**What you will do:** Go through the data below and gather each line containing "offers".

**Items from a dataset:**
****************

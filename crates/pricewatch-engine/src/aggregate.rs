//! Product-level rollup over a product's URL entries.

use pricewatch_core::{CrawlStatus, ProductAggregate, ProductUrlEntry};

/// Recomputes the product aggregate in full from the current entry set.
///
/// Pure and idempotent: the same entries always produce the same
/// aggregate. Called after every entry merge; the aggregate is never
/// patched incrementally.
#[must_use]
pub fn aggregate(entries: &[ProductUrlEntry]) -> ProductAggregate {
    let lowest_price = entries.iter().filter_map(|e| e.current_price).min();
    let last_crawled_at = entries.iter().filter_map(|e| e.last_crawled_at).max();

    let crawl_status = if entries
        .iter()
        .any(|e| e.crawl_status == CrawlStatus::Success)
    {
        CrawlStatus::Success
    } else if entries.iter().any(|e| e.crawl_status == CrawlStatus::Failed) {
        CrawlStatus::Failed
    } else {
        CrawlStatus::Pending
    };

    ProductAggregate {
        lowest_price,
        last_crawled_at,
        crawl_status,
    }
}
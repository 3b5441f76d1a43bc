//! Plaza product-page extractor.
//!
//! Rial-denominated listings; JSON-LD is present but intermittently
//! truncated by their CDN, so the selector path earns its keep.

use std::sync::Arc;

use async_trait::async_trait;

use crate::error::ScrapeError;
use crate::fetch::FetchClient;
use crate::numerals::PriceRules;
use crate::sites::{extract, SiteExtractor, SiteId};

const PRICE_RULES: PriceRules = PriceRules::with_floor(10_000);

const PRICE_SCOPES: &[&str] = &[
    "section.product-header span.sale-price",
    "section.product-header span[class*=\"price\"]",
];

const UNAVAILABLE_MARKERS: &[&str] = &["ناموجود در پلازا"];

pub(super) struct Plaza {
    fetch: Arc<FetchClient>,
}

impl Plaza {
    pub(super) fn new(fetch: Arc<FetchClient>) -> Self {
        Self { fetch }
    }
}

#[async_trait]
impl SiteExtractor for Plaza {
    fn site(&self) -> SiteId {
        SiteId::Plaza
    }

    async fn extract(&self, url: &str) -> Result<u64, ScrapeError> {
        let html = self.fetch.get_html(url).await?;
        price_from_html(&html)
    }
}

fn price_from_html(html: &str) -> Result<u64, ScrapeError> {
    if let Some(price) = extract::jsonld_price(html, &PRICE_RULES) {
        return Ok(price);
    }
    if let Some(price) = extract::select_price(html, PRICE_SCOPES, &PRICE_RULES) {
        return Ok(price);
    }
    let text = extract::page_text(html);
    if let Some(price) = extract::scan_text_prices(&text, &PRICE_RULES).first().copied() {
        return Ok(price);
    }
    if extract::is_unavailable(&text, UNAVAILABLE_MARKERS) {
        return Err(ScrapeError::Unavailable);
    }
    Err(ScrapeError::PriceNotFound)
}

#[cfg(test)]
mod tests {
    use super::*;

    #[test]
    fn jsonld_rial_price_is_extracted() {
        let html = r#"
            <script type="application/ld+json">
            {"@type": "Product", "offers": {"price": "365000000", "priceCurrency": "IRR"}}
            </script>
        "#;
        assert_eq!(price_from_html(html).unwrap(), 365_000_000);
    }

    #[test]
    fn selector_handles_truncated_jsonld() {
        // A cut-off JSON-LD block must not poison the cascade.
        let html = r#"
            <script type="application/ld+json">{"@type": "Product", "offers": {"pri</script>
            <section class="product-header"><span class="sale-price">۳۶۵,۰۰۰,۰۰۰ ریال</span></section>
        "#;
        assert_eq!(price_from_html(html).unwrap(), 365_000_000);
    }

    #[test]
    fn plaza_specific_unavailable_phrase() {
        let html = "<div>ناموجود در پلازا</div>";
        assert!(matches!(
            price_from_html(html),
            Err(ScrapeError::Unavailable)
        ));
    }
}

****************

**Final answer:**
            {"@type": "Product", "offers": {"price": "365000000", "priceCurrency": "IRR"}}
            <script type="application/ld+json">{"@type": "Product", "offers": {"pri</script>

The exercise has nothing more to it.